Transportation Minister Israel Katz responded this week to Israelis demanding public transport on Saturdays and holidays, telling them they should address their complaints to Zionist Union chairman Isaac Herzog instead.
A Facebook protest encouraged Israelis to take to Katz's Facebook page and express their anger at the fact there is no public transportation in Israel on Saturdays and holidays.
"This year we got a particularly long weekend," Omri Hazut wrote in a post on Katz's page. "The seventh day of Passover is on Thursday, and the last night is Friday. From Thursday afternoon until Saturday night, there will be no public transportation!"
Katz dismissed the comment, implying that it was politically motivated: "I will address this matter once. Tell (Isaac) Buji Herzog to commit not to sit in a government that won't change the status quo. The display of hypocrisy by you and your friends on the left ... was proven in the last elections and got the appropriate response at the polls."

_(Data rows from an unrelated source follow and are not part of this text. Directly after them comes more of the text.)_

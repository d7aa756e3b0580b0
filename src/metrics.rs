//! Process-local counters exposed in Prometheus text format.

use std::fmt::Write as _;
use std::sync::atomic::{AtomicU64, Ordering};
use std::time::Instant;

/// Upper bounds (ms) for the inference latency histogram. Completions from a
/// local model routinely take tens of seconds, so the buckets are wide.
const LATENCY_BUCKETS_MS: [u64; 10] = [
    100, 250, 500, 1_000, 2_500, 5_000, 10_000, 30_000, 60_000, 300_000,
];

#[derive(Debug, Clone, Copy, PartialEq, Eq)]
pub enum Route {
    Analyze,
    Export,
}

impl Route {
    fn label(self) -> &'static str {
        match self {
            Route::Analyze => "analyze",
            Route::Export => "export",
        }
    }
}

pub struct Metrics {
    analyze_requests: AtomicU64,
    export_requests: AtomicU64,
    unauthorized: AtomicU64,
    bad_requests: AtomicU64,
    inference_failures: AtomicU64,
    markdown_reports: AtomicU64,
    pdf_reports: AtomicU64,
    latency_counts: Vec<AtomicU64>,
    latency_sum_ms: AtomicU64,
    latency_count: AtomicU64,
    start_epoch: f64,
    start_instant: Instant,
}

impl Default for Metrics {
    fn default() -> Self {
        Self::new()
    }
}

impl Metrics {
    pub fn new() -> Self {
        let start = std::time::SystemTime::now()
            .duration_since(std::time::UNIX_EPOCH)
            .unwrap_or_default();
        Self {
            analyze_requests: AtomicU64::new(0),
            export_requests: AtomicU64::new(0),
            unauthorized: AtomicU64::new(0),
            bad_requests: AtomicU64::new(0),
            inference_failures: AtomicU64::new(0),
            markdown_reports: AtomicU64::new(0),
            pdf_reports: AtomicU64::new(0),
            latency_counts: LATENCY_BUCKETS_MS.iter().map(|_| AtomicU64::new(0)).collect(),
            latency_sum_ms: AtomicU64::new(0),
            latency_count: AtomicU64::new(0),
            start_epoch: start.as_secs_f64(),
            start_instant: Instant::now(),
        }
    }

    pub fn record_request(&self, route: Route) {
        match route {
            Route::Analyze => self.analyze_requests.fetch_add(1, Ordering::Relaxed),
            Route::Export => self.export_requests.fetch_add(1, Ordering::Relaxed),
        };
    }

    pub fn record_unauthorized(&self) {
        self.unauthorized.fetch_add(1, Ordering::Relaxed);
    }

    pub fn record_bad_request(&self) {
        self.bad_requests.fetch_add(1, Ordering::Relaxed);
    }

    pub fn record_inference_failure(&self) {
        self.inference_failures.fetch_add(1, Ordering::Relaxed);
    }

    pub fn record_report(&self, pdf: bool) {
        if pdf {
            self.pdf_reports.fetch_add(1, Ordering::Relaxed);
        } else {
            self.markdown_reports.fetch_add(1, Ordering::Relaxed);
        }
    }

    pub fn observe_inference_ms(&self, ms: u64) {
        self.latency_sum_ms.fetch_add(ms, Ordering::Relaxed);
        self.latency_count.fetch_add(1, Ordering::Relaxed);
        // first bucket >= value; larger values only land in +Inf
        if let Some(idx) = LATENCY_BUCKETS_MS.iter().position(|ub| ms <= *ub) {
            self.latency_counts[idx].fetch_add(1, Ordering::Relaxed);
        }
    }

    pub fn render(&self) -> String {
        let mut buf = String::new();

        writeln!(
            &mut buf,
            "# HELP exam_assist_requests_total Authenticated-route requests received\n# TYPE exam_assist_requests_total counter"
        )
        .ok();
        for (route, counter) in [
            (Route::Analyze, &self.analyze_requests),
            (Route::Export, &self.export_requests),
        ] {
            writeln!(
                &mut buf,
                "exam_assist_requests_total{{route=\"{}\"}} {}",
                route.label(),
                counter.load(Ordering::Relaxed)
            )
            .ok();
        }

        for (name, help, counter) in [
            (
                "exam_assist_unauthorized_total",
                "Requests rejected for a missing or wrong bearer token",
                &self.unauthorized,
            ),
            (
                "exam_assist_bad_requests_total",
                "Requests rejected for a missing or malformed body",
                &self.bad_requests,
            ),
            (
                "exam_assist_inference_failures_total",
                "Inference calls that failed or timed out",
                &self.inference_failures,
            ),
        ] {
            writeln!(&mut buf, "# HELP {} {}\n# TYPE {} counter", name, help, name).ok();
            writeln!(&mut buf, "{} {}", name, counter.load(Ordering::Relaxed)).ok();
        }

        writeln!(
            &mut buf,
            "# HELP exam_assist_reports_written_total Report files written\n# TYPE exam_assist_reports_written_total counter"
        )
        .ok();
        writeln!(
            &mut buf,
            "exam_assist_reports_written_total{{format=\"md\"}} {}",
            self.markdown_reports.load(Ordering::Relaxed)
        )
        .ok();
        writeln!(
            &mut buf,
            "exam_assist_reports_written_total{{format=\"pdf\"}} {}",
            self.pdf_reports.load(Ordering::Relaxed)
        )
        .ok();

        writeln!(
            &mut buf,
            "# HELP exam_assist_inference_latency_ms Inference call latency histogram milliseconds\n# TYPE exam_assist_inference_latency_ms histogram"
        )
        .ok();
        let count = self.latency_count.load(Ordering::Relaxed);
        let mut cumulative: u64 = 0;
        for (i, ub) in LATENCY_BUCKETS_MS.iter().enumerate() {
            cumulative += self.latency_counts[i].load(Ordering::Relaxed);
            writeln!(
                &mut buf,
                "exam_assist_inference_latency_ms_bucket{{le=\"{}\"}} {}",
                ub, cumulative
            )
            .ok();
        }
        writeln!(
            &mut buf,
            "exam_assist_inference_latency_ms_bucket{{le=\"+Inf\"}} {}",
            count
        )
        .ok();
        writeln!(
            &mut buf,
            "exam_assist_inference_latency_ms_sum {}",
            self.latency_sum_ms.load(Ordering::Relaxed)
        )
        .ok();
        writeln!(&mut buf, "exam_assist_inference_latency_ms_count {}", count).ok();

        writeln!(
            &mut buf,
            "# HELP exam_assist_build_info Build information\n# TYPE exam_assist_build_info gauge"
        )
        .ok();
        writeln!(
            &mut buf,
            "exam_assist_build_info{{version=\"{}\"}} 1",
            env!("CARGO_PKG_VERSION")
        )
        .ok();
        writeln!(
            &mut buf,
            "# HELP exam_assist_process_start_time_seconds Process start time (Unix epoch seconds)\n# TYPE exam_assist_process_start_time_seconds gauge"
        )
        .ok();
        writeln!(
            &mut buf,
            "exam_assist_process_start_time_seconds {}",
            self.start_epoch
        )
        .ok();
        writeln!(
            &mut buf,
            "# HELP exam_assist_process_uptime_seconds Process uptime seconds\n# TYPE exam_assist_process_uptime_seconds gauge"
        )
        .ok();
        writeln!(
            &mut buf,
            "exam_assist_process_uptime_seconds {}",
            self.start_instant.elapsed().as_secs_f64()
        )
        .ok();
        buf
    }
}
//! Flat output directory for rendered reports.
//!
//! Files are keyed by case identifier only. A second write with the same
//! stem replaces the first; nothing is ever read back or removed.

use std::fs;
use std::path::{Path, PathBuf};

use serde_json::Value;

use crate::report::identifier;

/// Stem used when the payload carries no usable case identifier.
pub const FALLBACK_STEM: &str = "exam";

/// Longest stem kept, in bytes. Leaves room for the extension under the
/// usual 255-byte file name limit.
pub const MAX_STEM_BYTES: usize = 128;

#[derive(Debug, thiserror::Error)]
pub enum StoreError {
    #[error("failed to create output directory {}: {source}", path.display())]
    CreateDir {
        path: PathBuf,
        #[source]
        source: std::io::Error,
    },
    #[error("failed to write {}: {source}", path.display())]
    Write {
        path: PathBuf,
        #[source]
        source: std::io::Error,
    },
}

#[derive(Debug, Clone)]
pub struct FileStore {
    dir: PathBuf,
}

impl FileStore {
    /// Open the store, creating the directory if it does not exist yet.
    pub fn open(dir: impl Into<PathBuf>) -> Result<Self, StoreError> {
        let dir = dir.into();
        fs::create_dir_all(&dir).map_err(|source| StoreError::CreateDir {
            path: dir.clone(),
            source,
        })?;
        Ok(Self { dir })
    }

    pub fn dir(&self) -> &Path {
        &self.dir
    }

    /// Destination for `<stem>.<ext>` after sanitising the stem.
    pub fn path_for(&self, stem: &str, ext: &str) -> PathBuf {
        self.dir.join(format!("{}.{}", sanitize_stem(stem), ext))
    }

    pub fn write_text(&self, stem: &str, ext: &str, contents: &str) -> Result<PathBuf, StoreError> {
        self.write_bytes(stem, ext, contents.as_bytes())
    }

    pub fn write_bytes(&self, stem: &str, ext: &str, contents: &[u8]) -> Result<PathBuf, StoreError> {
        let path = self.path_for(stem, ext);
        fs::write(&path, contents).map_err(|source| StoreError::Write {
            path: path.clone(),
            source,
        })?;
        tracing::debug!(path = %path.display(), bytes = contents.len(), "report written");
        Ok(path)
    }
}

/// File stem for a payload: its `case_id`, or the fallback literal.
pub fn file_stem(payload: &Value) -> String {
    identifier(payload, "case_id").unwrap_or_else(|| FALLBACK_STEM.to_string())
}

/// Restrict a caller-supplied stem to `[A-Za-z0-9._-]`. Anything else becomes
/// `_`, leading dots are removed so the name is never hidden or relative, the
/// result is cut to [`MAX_STEM_BYTES`], and an empty result falls back to
/// [`FALLBACK_STEM`].
pub fn sanitize_stem(raw: &str) -> String {
    let mut replaced: String = raw
        .chars()
        .map(|c| {
            if c.is_ascii_alphanumeric() || matches!(c, '.' | '_' | '-') {
                c
            } else {
                '_'
            }
        })
        .collect();
    // ASCII only from here, so any byte index is a char boundary
    replaced.truncate(MAX_STEM_BYTES);
    let trimmed = replaced.trim_start_matches('.');
    if trimmed.is_empty() {
        FALLBACK_STEM.to_string()
    } else {
        trimmed.to_string()
    }
}
#[path = "common/mod.rs"]
mod common;

use common::EnvGuard;
use exam_assist::{build_state_from_env, AppConfig};
use once_cell::sync::Lazy;
use tokio::sync::Mutex;

static ENV_MUTEX: Lazy<Mutex<()>> = Lazy::new(|| Mutex::new(()));

#[tokio::test]
async fn rejects_non_numeric_temperature() {
    let _lock = ENV_MUTEX.lock().await;
    let mut env = EnvGuard::new();
    env.set("INFERENCE_TEMPERATURE", "warm");
    let err = AppConfig::from_env().expect_err("expected invalid temperature to error");
    assert!(format!("{}", err).contains("INFERENCE_TEMPERATURE"));
}

#[tokio::test]
async fn state_from_env_creates_output_directory() {
    let _lock = ENV_MUTEX.lock().await;
    let mut env = EnvGuard::new();
    let root = tempfile::tempdir().unwrap();
    let out = root.path().join("reports").join("eye");
    env.set_many(&[
        ("OUTPUT_DIR", out.to_str().unwrap()),
        ("API_TOKEN", "from-env"),
        ("INFERENCE_MODEL", "llama3.1"),
    ]);
    env.remove("INFERENCE_TEMPERATURE");
    env.remove("MAX_REQUEST_BYTES");

    let state = build_state_from_env().unwrap();
    assert!(out.is_dir());
    assert_eq!(state.store.dir(), out.as_path());
    assert_eq!(state.api_token, "from-env");
    assert_eq!(state.inference.model(), "llama3.1");
}
#![allow(dead_code)]

use std::collections::HashMap;
use std::path::Path;
use std::sync::{Arc, Mutex};
use std::time::Duration;

use axum::extract::State;
use axum::http::StatusCode;
use axum::response::{IntoResponse, Response};
use axum::{routing::post, Json, Router};
use exam_assist::{app, build_state, AppConfig, InferenceConfig};
use serde_json::{json, Value};
use tokio::net::TcpListener;
use tokio::task::JoinHandle;

pub const TOKEN: &str = "test-token";

/// Tracks environment variable mutations and restores originals on drop.
pub struct EnvGuard {
    originals: HashMap<String, Option<String>>,
}

impl EnvGuard {
    pub fn new() -> Self {
        Self {
            originals: HashMap::new(),
        }
    }

    pub fn set(&mut self, key: &str, value: &str) {
        self.capture(key);
        std::env::set_var(key, value);
    }

    pub fn set_many(&mut self, entries: &[(&str, &str)]) {
        for (key, value) in entries {
            self.set(key, value);
        }
    }

    pub fn remove(&mut self, key: &str) {
        self.capture(key);
        std::env::remove_var(key);
    }

    fn capture(&mut self, key: &str) {
        if self.originals.contains_key(key) {
            return;
        }
        let original = std::env::var(key).ok();
        self.originals.insert(key.to_string(), original);
    }
}

impl Drop for EnvGuard {
    fn drop(&mut self) {
        for (key, original) in self.originals.drain() {
            match original {
                Some(value) => std::env::set_var(&key, value),
                None => std::env::remove_var(&key),
            }
        }
    }
}

/// How the mock inference endpoint answers.
#[derive(Clone)]
pub enum Upstream {
    /// 200 with `choices[0].message.content` set to the text.
    Reply(String),
    /// Replies in order, repeating the last one.
    Sequence(Vec<String>),
    /// Given status with a plain error body.
    Status(u16),
    /// 200 with a body lacking the completion field.
    Malformed,
    /// Reply after sleeping.
    Slow(Duration, String),
}

#[derive(Clone)]
struct MockState {
    behaviour: Upstream,
    seen: Arc<Mutex<Vec<Value>>>,
}

pub struct MockInference {
    pub url: String,
    pub seen: Arc<Mutex<Vec<Value>>>,
    pub handle: JoinHandle<()>,
}

impl MockInference {
    pub fn requests(&self) -> Vec<Value> {
        self.seen.lock().unwrap().clone()
    }
}

fn completion(text: &str) -> Value {
    json!({
        "id": "chatcmpl-test",
        "object": "chat.completion",
        "choices": [
            {"index": 0, "message": {"role": "assistant", "content": text}, "finish_reason": "stop"}
        ]
    })
}

async fn chat_completions(State(mock): State<MockState>, Json(body): Json<Value>) -> Response {
    let call_index = {
        let mut seen = mock.seen.lock().unwrap();
        seen.push(body);
        seen.len() - 1
    };
    match mock.behaviour {
        Upstream::Reply(text) => Json(completion(&text)).into_response(),
        Upstream::Sequence(replies) => {
            let text = replies
                .get(call_index)
                .or_else(|| replies.last())
                .cloned()
                .unwrap_or_default();
            Json(completion(&text)).into_response()
        }
        Upstream::Status(code) => (
            StatusCode::from_u16(code).unwrap(),
            "model backend unavailable",
        )
            .into_response(),
        Upstream::Malformed => Json(json!({"object": "chat.completion", "choices": []})).into_response(),
        Upstream::Slow(delay, text) => {
            tokio::time::sleep(delay).await;
            Json(completion(&text)).into_response()
        }
    }
}

// Spin up a mock chat-completion service on an ephemeral port.
pub async fn start_mock_inference(behaviour: Upstream) -> MockInference {
    let seen = Arc::new(Mutex::new(Vec::new()));
    let state = MockState {
        behaviour,
        seen: seen.clone(),
    };
    let app = Router::new()
        .route("/v1/chat/completions", post(chat_completions))
        .with_state(state);
    let listener = TcpListener::bind("127.0.0.1:0").await.unwrap();
    let addr = listener.local_addr().unwrap();
    let handle = tokio::spawn(async move {
        axum::serve(listener, app).await.unwrap();
    });
    MockInference {
        url: format!("http://{}/v1/chat/completions", addr),
        seen,
        handle,
    }
}

pub fn test_config(inference_url: &str, output_dir: &Path) -> AppConfig {
    AppConfig {
        inference: InferenceConfig {
            url: inference_url.to_string(),
            timeout: Duration::from_secs(5),
            ..InferenceConfig::default()
        },
        api_token: TOKEN.to_string(),
        output_dir: output_dir.to_path_buf(),
        max_request_bytes: None,
    }
}

/// Serve the relay on an ephemeral port and return its base URL.
pub async fn spawn_app(config: AppConfig) -> (String, JoinHandle<()>) {
    let state = build_state(config).unwrap();
    let listener = TcpListener::bind("127.0.0.1:0").await.unwrap();
    let addr = listener.local_addr().unwrap();
    let app = app(state);
    let handle = tokio::spawn(async move {
        axum::serve(listener, app).await.unwrap();
    });
    (format!("http://{}", addr), handle)
}

pub fn bearer() -> String {
    format!("Bearer {}", TOKEN)
}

Hazut refused to back down. "I belong to the Rav-Kav (electronic ticket) owners' party," he wrote. "This is a party of people who use public transportation their whole lives and depend on it, just like vehicle owners depend on their vehicles. The answer that your Facebook page's moderator chose to express (I very much hope that your honor didn't formulate such a terrible response himself), simply doesn't refer to the substance of the matter. What does this have to do with Herzog? Is he in any kind of role? Is he the transportation minister? Is he prime minister?"
Katz continued to accuse Hazut of political motives. "I read your comments on the prime minister on the page and your political opinions are clear," he wrote. "Because you are being disingenuous, I will clarify the issue again. The status quo about the Shabbat has been enshrined in legislation since the country was founded as well as in political agreements, and has nothing to do with the transportation minister's personal policy. No party committed not to sit in a government without the status quo being changed. Form a party in the next election and ask for the public's trust, and meanwhile stop the display of hypocrisy."
"Public transportation works according to the status quo existing since Israel's founding, in all governments over the years," the Transportation Ministry said in a statement.
"Those demanding that public transport run on Saturdays and holidays do not represent the majority of public transport users, but rather foundations and groups mostly associated with the left and systematically working against the government, as we saw in the last elections. It's puzzling that not one of these groups has complained to left wing parties, which haven't said even one word that they won't sit in a government that won't allow public transportation on Saturdays and holidays."
This was not the first time that the minister had a cynical response to a complaint. In January, Malka Haham, whose two children were killed on a road that causes many fatalities, wanted to ask Katz why the accident occurred. Katz told her to "focus on your grief because I'm busy right now". The minister did not take back this statement, claiming that he said it to prevent Haham from being exploited by people he thought wanted to escape responsibility.